In the records below, pick out all lines containing the word "Command".

====== RECORDS FOR PROCESSING ======

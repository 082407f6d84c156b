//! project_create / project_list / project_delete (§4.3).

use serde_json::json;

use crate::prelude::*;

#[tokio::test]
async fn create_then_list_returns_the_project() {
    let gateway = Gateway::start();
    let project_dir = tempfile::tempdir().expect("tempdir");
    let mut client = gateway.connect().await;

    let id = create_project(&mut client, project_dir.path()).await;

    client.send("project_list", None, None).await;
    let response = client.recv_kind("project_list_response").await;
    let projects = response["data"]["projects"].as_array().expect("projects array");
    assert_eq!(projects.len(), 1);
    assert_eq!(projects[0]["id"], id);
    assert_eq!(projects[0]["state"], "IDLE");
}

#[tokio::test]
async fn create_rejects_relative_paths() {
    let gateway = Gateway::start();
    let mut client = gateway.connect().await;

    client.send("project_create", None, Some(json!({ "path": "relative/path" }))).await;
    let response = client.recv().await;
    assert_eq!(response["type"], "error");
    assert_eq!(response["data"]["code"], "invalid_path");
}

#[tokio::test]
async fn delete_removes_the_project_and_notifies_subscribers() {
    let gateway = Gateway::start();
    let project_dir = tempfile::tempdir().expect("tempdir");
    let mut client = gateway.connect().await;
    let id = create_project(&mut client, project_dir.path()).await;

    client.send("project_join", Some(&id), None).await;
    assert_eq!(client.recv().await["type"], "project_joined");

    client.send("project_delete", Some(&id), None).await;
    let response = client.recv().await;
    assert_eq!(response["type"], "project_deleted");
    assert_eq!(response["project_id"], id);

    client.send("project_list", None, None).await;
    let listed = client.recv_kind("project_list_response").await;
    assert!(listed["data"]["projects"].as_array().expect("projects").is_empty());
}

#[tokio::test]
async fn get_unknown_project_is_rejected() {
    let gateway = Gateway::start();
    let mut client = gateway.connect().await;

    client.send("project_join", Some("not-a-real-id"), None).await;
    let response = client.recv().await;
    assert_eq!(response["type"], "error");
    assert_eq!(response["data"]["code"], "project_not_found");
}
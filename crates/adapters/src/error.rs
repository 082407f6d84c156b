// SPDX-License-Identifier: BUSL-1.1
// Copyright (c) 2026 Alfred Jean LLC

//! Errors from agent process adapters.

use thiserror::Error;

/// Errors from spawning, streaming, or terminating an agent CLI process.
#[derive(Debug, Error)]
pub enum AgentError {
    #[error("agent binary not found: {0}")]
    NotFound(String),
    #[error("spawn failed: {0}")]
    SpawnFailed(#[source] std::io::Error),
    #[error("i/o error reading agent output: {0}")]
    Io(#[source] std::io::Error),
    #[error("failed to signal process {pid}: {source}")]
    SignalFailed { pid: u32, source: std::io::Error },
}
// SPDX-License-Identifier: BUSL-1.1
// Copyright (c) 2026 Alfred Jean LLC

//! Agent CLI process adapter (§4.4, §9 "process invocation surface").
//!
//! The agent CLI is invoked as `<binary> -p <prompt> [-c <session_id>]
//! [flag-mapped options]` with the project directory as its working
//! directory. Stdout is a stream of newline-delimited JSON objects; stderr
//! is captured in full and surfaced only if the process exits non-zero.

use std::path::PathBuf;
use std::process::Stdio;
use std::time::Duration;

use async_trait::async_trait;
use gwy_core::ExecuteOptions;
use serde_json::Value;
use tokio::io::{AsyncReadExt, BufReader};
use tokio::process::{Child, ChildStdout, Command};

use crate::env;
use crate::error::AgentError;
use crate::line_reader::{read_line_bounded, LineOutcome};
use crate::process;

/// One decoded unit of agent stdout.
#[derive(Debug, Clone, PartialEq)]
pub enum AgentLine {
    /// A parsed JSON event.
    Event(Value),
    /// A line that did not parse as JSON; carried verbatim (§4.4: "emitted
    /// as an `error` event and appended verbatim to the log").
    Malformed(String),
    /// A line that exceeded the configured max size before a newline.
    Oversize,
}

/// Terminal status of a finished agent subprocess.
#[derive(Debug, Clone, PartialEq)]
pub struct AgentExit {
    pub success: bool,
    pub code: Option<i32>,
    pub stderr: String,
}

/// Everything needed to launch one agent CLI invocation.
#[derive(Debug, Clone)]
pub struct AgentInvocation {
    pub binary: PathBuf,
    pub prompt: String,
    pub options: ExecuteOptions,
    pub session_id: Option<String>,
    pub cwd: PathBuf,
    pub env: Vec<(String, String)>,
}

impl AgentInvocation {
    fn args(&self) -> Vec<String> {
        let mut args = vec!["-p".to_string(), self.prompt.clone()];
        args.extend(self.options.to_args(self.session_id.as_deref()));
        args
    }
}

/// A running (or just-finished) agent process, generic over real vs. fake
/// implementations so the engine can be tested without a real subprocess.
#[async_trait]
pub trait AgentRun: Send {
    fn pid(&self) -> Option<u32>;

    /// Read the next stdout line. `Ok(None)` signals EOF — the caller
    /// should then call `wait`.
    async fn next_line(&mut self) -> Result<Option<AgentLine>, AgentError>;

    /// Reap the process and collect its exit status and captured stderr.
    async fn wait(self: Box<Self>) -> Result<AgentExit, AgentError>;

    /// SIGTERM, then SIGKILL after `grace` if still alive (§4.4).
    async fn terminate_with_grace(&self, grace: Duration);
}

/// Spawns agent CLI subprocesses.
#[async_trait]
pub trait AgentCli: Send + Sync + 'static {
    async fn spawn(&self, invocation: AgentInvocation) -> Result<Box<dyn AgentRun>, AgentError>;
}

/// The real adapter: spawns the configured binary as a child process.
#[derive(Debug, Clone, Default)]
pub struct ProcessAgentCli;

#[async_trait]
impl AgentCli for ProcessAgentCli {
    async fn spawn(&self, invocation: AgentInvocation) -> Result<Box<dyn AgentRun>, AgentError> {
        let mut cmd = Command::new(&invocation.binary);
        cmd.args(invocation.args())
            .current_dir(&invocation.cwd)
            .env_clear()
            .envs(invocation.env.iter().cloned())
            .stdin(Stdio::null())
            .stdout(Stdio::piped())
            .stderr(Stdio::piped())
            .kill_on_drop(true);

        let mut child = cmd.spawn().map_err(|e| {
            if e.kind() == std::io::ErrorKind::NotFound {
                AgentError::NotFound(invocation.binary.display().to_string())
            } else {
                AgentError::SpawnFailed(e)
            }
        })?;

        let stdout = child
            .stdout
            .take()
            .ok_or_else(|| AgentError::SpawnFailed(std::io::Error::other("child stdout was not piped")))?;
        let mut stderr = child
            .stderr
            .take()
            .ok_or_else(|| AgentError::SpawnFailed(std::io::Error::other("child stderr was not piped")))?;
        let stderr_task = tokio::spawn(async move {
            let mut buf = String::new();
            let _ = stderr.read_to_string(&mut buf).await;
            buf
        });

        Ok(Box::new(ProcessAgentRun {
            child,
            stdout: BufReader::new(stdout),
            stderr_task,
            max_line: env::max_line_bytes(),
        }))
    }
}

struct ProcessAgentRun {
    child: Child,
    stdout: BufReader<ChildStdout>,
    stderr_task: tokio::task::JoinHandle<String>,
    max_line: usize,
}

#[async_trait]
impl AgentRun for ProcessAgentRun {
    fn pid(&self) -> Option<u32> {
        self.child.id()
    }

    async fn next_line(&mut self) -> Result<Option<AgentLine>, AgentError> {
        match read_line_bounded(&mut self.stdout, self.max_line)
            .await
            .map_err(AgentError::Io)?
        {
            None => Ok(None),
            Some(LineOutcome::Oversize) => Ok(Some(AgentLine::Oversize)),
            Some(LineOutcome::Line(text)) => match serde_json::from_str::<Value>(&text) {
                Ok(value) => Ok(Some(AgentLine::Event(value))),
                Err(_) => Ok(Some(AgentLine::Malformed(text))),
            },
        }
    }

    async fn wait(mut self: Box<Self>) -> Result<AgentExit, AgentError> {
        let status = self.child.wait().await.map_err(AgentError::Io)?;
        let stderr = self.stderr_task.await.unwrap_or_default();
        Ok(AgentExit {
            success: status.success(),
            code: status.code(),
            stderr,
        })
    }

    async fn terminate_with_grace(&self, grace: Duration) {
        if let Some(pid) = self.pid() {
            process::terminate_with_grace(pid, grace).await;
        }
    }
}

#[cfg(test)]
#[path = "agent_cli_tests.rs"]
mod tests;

======

**RESULT OF THIS TASK:**
use tokio::process::{Child, ChildStdout, Command};
        let mut cmd = Command::new(&invocation.binary);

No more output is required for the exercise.